Ibu Ivone tak bicara sepatah kata pun, hanya mengamati tingkah laku Sada dengan seutas senyum haru. Ia ingat, sarung itu ia beli sebagai hadiah ulang tahun untuk suaminya delapan tahun yang lalu. Sudah lama sekali, meskipun sering dipakai, namun warnanya tidak beladus dan dasarnya tetap kuat. Pak Rahdian sengaja meninggalkan kain itu, katanya untuk selimut Sada kalau ia rindu pada ayahnya. Sebagai gantinya, Pak Rahdian membawa baju koko hadiah dari putrinya.
“Papa bawa baju dan sajadah ini ya, Ma. Baju ini pembelian Sada, kalau Papa rindu dia, Papa bisa memakainya setiap hari.
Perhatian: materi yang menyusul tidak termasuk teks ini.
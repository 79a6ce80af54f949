//! Phase state machine and claim resolution

use postgres_topology_operator::controller::safety_net::{SafetyNetInput, safety_net};
use postgres_topology_operator::controller::state_machine::{
    ClusterEvent, ClusterStateMachine, PhaseClaims, TransitionContext, TransitionResult,
    desired_phase, resolve_phase,
};
use postgres_topology_operator::crd::ClusterPhase;

const ALL_PHASES: [ClusterPhase; 8] = [
    ClusterPhase::SettingUpPrimary,
    ClusterPhase::CreatingReplica,
    ClusterPhase::WaitingForInstances,
    ClusterPhase::Healthy,
    ClusterPhase::FailingOver,
    ClusterPhase::SwitchingOver,
    ClusterPhase::UpgradingCluster,
    ClusterPhase::Hibernated,
];

fn claim(phase: ClusterPhase) -> Option<(ClusterPhase, String)> {
    Some((phase, format!("{} claimed", phase)))
}

fn ready() -> TransitionContext {
    TransitionContext::new(3, 3, true)
}

mod transition_tests {
    use super::*;

    #[test]
    fn test_every_phase_has_an_event_leading_to_it() {
        let sm = ClusterStateMachine::new();
        for phase in ALL_PHASES {
            let result = sm.transition(None, ClusterEvent::for_phase(phase), &ready());
            assert!(
                matches!(result, TransitionResult::Success { to, .. } if to == phase),
                "no transition into {phase}: {result:?}"
            );
        }
    }

    #[test]
    fn test_same_phase_is_unchanged() {
        let sm = ClusterStateMachine::new();
        for phase in ALL_PHASES {
            assert_eq!(
                sm.transition(Some(phase), ClusterEvent::for_phase(phase), &ready()),
                TransitionResult::Unchanged
            );
        }
    }

    #[test]
    fn test_hibernated_only_leaves_through_bootstrap() {
        let sm = ClusterStateMachine::new();
        let events = sm.valid_events(ClusterPhase::Hibernated);
        assert!(events.contains(&ClusterEvent::InitdbStarted));
        assert!(events.contains(&ClusterEvent::ReplicaBootstrapping));
        assert!(events.contains(&ClusterEvent::InstancesNotReady));
        assert!(!events.contains(&ClusterEvent::Converged));
        assert!(!events.contains(&ClusterEvent::PrimaryLost));
        assert!(!events.contains(&ClusterEvent::RollingRestart));
    }

    #[test]
    fn test_switchover_needs_an_established_cluster() {
        let sm = ClusterStateMachine::new();
        assert!(sm.can_transition(ClusterPhase::Healthy, ClusterEvent::SwitchoverStarted));
        assert!(!sm.can_transition(ClusterPhase::SettingUpPrimary, ClusterEvent::SwitchoverStarted));
        assert!(!sm.can_transition(ClusterPhase::FailingOver, ClusterEvent::SwitchoverStarted));
    }

    #[test]
    fn test_converged_guard_checks_topology() {
        let sm = ClusterStateMachine::new();
        let result = sm.transition(
            Some(ClusterPhase::SwitchingOver),
            ClusterEvent::Converged,
            &TransitionContext::new(3, 3, false),
        );
        assert!(matches!(
            result,
            TransitionResult::GuardFailed {
                to: ClusterPhase::Healthy,
                ..
            }
        ));
    }

    #[test]
    fn test_any_active_phase_can_hibernate() {
        let sm = ClusterStateMachine::new();
        for phase in ALL_PHASES.into_iter().filter(|p| *p != ClusterPhase::Hibernated) {
            assert!(sm.can_transition(phase, ClusterEvent::HibernationCompleted));
        }
    }
}

mod resolution_tests {
    use super::*;

    #[test]
    fn test_no_claims_follow_instance_counts() {
        let claims = PhaseClaims::default();
        assert_eq!(desired_phase(&claims, &ready()).0, ClusterPhase::Healthy);

        let (phase, reason) = desired_phase(&claims, &TransitionContext::new(1, 3, true));
        assert_eq!(phase, ClusterPhase::WaitingForInstances);
        assert_eq!(reason, "1 of 3 instances ready");

        let unstable = TransitionContext::new(3, 3, false);
        assert_eq!(
            desired_phase(&claims, &unstable).0,
            ClusterPhase::WaitingForInstances
        );
    }

    #[test]
    fn test_claims_are_ranked() {
        let mut claims = PhaseClaims {
            hibernation: claim(ClusterPhase::Hibernated),
            failover: claim(ClusterPhase::FailingOver),
            bootstrap: claim(ClusterPhase::SettingUpPrimary),
            rolling_update: claim(ClusterPhase::UpgradingCluster),
        };
        let ctx = ready();
        assert_eq!(desired_phase(&claims, &ctx).0, ClusterPhase::Hibernated);
        claims.hibernation = None;
        assert_eq!(desired_phase(&claims, &ctx).0, ClusterPhase::FailingOver);
        claims.failover = None;
        assert_eq!(desired_phase(&claims, &ctx).0, ClusterPhase::SettingUpPrimary);
        claims.bootstrap = claim(ClusterPhase::CreatingReplica);
        assert_eq!(desired_phase(&claims, &ctx).0, ClusterPhase::UpgradingCluster);
        claims.rolling_update = None;
        assert_eq!(desired_phase(&claims, &ctx).0, ClusterPhase::CreatingReplica);
    }

    #[test]
    fn test_resolution_moves_along_allowed_edges() {
        let sm = ClusterStateMachine::new();
        let claims = PhaseClaims {
            failover: claim(ClusterPhase::FailingOver),
            ..Default::default()
        };
        let (phase, reason) = resolve_phase(
            &sm,
            Some(ClusterPhase::Healthy),
            "",
            &claims,
            &TransitionContext::new(2, 3, false),
        );
        assert_eq!(phase, ClusterPhase::FailingOver);
        assert_eq!(reason, "FailingOver claimed");
    }

    #[test]
    fn test_resolution_keeps_phase_on_forbidden_edge() {
        let sm = ClusterStateMachine::new();
        let claims = PhaseClaims {
            rolling_update: claim(ClusterPhase::UpgradingCluster),
            ..Default::default()
        };
        let (phase, reason) = resolve_phase(
            &sm,
            Some(ClusterPhase::SettingUpPrimary),
            "initdb running",
            &claims,
            &ready(),
        );
        assert_eq!(phase, ClusterPhase::SettingUpPrimary);
        assert_eq!(reason, "initdb running");
    }

    #[test]
    fn test_new_cluster_starts_in_claimed_phase() {
        let sm = ClusterStateMachine::new();
        let claims = PhaseClaims {
            bootstrap: claim(ClusterPhase::SettingUpPrimary),
            ..Default::default()
        };
        let (phase, _) = resolve_phase(&sm, None, "", &claims, &TransitionContext::new(0, 3, false));
        assert_eq!(phase, ClusterPhase::SettingUpPrimary);
    }
}

mod safety_net_tests {
    use super::*;

    #[test]
    fn test_stuck_replica_phase_is_cleared() {
        let input = SafetyNetInput {
            phase: Some(ClusterPhase::CreatingReplica),
            ready_instances: 2,
            desired_instances: 2,
            job_in_flight: false,
            promotion_in_flight: false,
            topology_stable: true,
        };
        assert_eq!(
            safety_net(input),
            Some((ClusterPhase::Healthy, String::new()))
        );
    }

    #[test]
    fn test_unstable_topology_is_not_healthy() {
        let input = SafetyNetInput {
            phase: Some(ClusterPhase::FailingOver),
            ready_instances: 2,
            desired_instances: 2,
            topology_stable: false,
            ..Default::default()
        };
        assert_eq!(safety_net(input), None);
    }

    #[test]
    fn test_missing_phase_is_left_to_resolution() {
        assert_eq!(safety_net(SafetyNetInput::default()), None);
    }
}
Jaket ini pembelian Dewa, Papa juga akan pakai ini kalau Papa rindu dia.” Katanya saat berkemas sebelum hari kepergiannya dan setelah pertengkaran hebat itu terjadi.
“Apakah Papa tidak akan merindukan Mama?” canda kaku istrinya, menatap Pak Rahdian dengan ujung mata yang tertutup lensa kacamata.
“Tentu saja Papa akan selalu merindukan Mama setiap waktu. Tapi Papa tak perlu membawa apa-apa kenangan dari Mama, meski badai telah terjadi dalam rumah tangga kita, Papa tak bisa bohong kalau untuk urusan hati. Papa tak perlu membawa apa-apa, cukup hati Mama saja yang akan Papa bawa sampai mati dan Papa menitipkan dua buah hati kita pada Mama.” Katanya serak.
Ibu Ivone tersenyum tipis sekali. Dulu ia pasti akan tersipu-sipu bila suaminya berkata begitu, kupu-kupu di dalam dadanya seakan membawanya terbang ke negeri asmara yang indah. Tapi malam itu semua terasa hampa.
“Mama. Kain sarung Papa yang ini buat Sada aja ya, Ma? Mau Sa bikin jadi rok aja atau gamis,” katanya tak melihat ibunya, ia mematut diri di depan cermin lemari.
Perkataan Sada mengembalikan kenangan pulang ke waktu dua tahun lalu. Ibu Ivone kembali lagi ke situasi kamarnya, di mana mala mini hanya ada dia dan putri sulungnya serta tumpukan pakaian kekasihnya yang masih tertata rapi di lemari.
“Boleh. Ehm … itu ada satu lagi yang bagus, kalau kamu mau … ambillah. Kamu kan pecinta batik,” jawabnya gugup. Ibu Ivone membuka satu pintu lemari lainnya lagi yang masih tertutup. Ibu Ivone memilih salah satu kain sarung batik milik suaminya.